[Saved data entries]
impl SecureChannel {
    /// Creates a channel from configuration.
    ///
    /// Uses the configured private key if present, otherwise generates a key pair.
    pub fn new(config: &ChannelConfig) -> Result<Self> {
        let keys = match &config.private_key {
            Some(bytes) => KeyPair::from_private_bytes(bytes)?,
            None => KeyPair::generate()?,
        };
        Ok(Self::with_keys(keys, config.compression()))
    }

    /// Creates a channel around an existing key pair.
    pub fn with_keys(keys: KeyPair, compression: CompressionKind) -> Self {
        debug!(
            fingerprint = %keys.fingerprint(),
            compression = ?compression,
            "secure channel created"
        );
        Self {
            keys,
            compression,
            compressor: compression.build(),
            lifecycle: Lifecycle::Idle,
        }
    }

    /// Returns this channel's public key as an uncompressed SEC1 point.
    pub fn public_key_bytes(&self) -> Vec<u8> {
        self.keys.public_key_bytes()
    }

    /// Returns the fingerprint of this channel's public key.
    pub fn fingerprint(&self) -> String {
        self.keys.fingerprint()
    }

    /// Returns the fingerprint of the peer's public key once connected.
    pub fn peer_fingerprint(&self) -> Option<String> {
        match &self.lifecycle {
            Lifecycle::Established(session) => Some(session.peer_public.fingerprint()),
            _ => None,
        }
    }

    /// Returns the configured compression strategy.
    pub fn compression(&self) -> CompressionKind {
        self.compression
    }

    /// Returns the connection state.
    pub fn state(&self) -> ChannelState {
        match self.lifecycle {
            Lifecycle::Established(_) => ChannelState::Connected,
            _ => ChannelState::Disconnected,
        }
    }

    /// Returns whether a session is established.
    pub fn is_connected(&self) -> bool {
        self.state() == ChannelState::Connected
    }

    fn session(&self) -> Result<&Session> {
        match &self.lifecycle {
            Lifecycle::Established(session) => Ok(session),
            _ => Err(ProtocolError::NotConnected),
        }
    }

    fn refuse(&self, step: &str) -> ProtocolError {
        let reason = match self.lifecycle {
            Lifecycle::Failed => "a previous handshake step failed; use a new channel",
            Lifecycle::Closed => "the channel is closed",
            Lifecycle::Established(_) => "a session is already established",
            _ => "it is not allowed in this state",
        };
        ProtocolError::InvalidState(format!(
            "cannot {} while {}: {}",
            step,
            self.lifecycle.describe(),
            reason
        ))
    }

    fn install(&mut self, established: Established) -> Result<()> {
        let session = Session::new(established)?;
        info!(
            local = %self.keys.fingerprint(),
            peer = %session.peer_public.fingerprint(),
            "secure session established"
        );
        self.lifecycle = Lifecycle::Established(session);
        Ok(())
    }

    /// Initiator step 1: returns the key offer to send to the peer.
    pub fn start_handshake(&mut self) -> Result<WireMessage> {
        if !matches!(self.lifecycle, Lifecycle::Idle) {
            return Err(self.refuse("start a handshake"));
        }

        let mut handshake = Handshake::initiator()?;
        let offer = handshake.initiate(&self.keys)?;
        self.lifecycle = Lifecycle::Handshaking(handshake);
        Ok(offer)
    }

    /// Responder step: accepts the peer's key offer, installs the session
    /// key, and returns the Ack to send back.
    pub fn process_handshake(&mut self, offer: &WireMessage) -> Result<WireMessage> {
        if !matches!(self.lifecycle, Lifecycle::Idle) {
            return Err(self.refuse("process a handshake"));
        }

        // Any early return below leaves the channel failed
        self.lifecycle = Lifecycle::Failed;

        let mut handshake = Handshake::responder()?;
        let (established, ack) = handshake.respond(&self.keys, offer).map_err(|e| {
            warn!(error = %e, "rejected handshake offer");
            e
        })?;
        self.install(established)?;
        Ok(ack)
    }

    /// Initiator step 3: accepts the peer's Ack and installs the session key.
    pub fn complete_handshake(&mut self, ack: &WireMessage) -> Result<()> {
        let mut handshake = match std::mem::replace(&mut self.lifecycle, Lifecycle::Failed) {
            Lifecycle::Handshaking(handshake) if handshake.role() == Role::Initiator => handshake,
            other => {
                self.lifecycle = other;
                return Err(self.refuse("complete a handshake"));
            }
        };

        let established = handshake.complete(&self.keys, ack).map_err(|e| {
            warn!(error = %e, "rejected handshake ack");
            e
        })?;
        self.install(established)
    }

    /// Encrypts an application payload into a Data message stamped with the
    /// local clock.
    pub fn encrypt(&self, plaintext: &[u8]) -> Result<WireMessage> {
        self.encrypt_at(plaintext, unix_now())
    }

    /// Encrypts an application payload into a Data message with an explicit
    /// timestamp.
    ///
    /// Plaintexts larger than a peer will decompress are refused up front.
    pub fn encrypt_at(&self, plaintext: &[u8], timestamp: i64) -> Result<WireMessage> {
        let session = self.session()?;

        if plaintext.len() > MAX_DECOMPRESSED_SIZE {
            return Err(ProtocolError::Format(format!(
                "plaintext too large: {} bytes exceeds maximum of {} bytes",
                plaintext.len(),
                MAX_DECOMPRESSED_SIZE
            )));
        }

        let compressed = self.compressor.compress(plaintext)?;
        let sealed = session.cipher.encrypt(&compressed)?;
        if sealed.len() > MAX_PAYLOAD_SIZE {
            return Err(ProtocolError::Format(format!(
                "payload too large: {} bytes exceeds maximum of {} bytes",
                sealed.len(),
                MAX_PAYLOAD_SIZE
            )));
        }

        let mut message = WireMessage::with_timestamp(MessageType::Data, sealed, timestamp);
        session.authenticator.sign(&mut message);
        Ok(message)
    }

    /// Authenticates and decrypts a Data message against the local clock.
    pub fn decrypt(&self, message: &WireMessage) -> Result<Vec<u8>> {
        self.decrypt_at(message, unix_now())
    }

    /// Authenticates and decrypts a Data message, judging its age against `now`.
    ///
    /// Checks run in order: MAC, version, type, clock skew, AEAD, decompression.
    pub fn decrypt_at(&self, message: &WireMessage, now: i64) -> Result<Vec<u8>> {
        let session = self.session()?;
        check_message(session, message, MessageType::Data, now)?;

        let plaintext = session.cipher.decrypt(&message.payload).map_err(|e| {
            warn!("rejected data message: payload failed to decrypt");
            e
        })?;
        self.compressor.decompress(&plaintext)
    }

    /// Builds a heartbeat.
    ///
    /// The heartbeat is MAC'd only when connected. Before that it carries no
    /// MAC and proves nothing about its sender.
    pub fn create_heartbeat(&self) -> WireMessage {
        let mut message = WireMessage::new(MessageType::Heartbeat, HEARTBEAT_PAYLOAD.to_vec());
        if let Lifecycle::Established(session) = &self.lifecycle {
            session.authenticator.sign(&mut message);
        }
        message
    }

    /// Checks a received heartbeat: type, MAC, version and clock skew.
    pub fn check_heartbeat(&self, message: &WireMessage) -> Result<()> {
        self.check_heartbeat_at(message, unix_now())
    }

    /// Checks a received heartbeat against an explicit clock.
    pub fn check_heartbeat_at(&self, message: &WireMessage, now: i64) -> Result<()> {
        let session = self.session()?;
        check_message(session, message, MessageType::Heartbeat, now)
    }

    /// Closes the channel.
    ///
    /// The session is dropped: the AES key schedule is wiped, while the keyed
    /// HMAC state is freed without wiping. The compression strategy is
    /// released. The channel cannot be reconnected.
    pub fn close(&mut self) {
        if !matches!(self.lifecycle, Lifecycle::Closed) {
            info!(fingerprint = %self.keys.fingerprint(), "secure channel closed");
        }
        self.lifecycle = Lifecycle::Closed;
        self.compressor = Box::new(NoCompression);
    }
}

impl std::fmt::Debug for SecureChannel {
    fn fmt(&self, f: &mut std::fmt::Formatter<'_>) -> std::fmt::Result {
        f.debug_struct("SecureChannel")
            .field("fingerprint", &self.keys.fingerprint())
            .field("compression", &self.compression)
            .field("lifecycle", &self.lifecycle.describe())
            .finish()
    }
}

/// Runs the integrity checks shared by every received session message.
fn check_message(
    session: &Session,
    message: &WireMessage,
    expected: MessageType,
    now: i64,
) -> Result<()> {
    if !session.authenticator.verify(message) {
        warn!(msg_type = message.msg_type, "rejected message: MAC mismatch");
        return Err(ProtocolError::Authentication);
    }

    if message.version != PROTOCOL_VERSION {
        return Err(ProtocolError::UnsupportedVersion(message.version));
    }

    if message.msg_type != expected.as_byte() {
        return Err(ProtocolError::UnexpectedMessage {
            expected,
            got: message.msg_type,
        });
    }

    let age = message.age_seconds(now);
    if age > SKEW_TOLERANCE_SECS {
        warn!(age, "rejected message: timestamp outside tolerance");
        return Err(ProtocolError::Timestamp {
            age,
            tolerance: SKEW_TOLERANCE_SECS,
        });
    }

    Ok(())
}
...
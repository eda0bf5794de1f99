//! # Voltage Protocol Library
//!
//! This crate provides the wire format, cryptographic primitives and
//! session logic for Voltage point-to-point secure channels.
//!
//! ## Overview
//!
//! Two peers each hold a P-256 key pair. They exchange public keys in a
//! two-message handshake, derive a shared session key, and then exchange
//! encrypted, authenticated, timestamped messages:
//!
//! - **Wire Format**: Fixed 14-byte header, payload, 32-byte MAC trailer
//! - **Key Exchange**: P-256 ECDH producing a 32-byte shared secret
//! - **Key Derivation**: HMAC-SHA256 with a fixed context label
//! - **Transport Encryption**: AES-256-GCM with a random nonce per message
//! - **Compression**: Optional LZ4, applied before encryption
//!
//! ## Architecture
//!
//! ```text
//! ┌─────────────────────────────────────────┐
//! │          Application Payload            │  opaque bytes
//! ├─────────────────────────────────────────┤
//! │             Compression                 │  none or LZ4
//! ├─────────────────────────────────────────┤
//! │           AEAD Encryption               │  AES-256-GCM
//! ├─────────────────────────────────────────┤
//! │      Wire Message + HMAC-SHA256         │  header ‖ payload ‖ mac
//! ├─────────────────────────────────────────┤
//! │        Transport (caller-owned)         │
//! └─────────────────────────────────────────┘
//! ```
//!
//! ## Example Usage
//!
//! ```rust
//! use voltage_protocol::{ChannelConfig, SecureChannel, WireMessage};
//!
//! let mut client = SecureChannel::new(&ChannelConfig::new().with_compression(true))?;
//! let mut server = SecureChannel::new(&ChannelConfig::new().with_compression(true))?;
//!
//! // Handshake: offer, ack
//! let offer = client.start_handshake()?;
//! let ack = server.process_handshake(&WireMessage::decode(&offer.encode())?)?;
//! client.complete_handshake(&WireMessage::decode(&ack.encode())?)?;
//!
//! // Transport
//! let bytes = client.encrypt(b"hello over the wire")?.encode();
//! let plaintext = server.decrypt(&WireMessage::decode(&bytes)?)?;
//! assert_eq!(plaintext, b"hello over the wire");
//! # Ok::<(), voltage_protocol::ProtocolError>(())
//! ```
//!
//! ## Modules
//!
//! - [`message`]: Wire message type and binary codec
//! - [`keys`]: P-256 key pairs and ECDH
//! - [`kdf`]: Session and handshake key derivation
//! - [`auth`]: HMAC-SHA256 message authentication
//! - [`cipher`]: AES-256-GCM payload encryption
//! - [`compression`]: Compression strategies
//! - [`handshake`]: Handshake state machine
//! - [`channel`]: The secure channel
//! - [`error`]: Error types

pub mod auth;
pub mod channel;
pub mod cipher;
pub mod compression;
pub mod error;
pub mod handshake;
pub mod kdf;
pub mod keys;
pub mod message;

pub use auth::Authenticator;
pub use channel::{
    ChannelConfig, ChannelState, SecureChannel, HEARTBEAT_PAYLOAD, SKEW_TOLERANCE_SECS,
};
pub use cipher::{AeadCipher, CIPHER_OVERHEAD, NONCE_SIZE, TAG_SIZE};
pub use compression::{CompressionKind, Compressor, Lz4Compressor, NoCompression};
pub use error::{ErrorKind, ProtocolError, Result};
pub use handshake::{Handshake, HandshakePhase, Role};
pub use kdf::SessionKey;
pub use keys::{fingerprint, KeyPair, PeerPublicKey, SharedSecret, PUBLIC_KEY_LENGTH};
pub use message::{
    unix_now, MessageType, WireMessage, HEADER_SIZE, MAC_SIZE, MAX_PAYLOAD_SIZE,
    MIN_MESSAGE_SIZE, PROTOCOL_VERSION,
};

▶ How to complete this task
Find the word "hello" in the entries, and copy every line it shows up in.

▶ Solution to this exercise
//! let bytes = client.encrypt(b"hello over the wire")?.encode();
//! assert_eq!(plaintext, b"hello over the wire");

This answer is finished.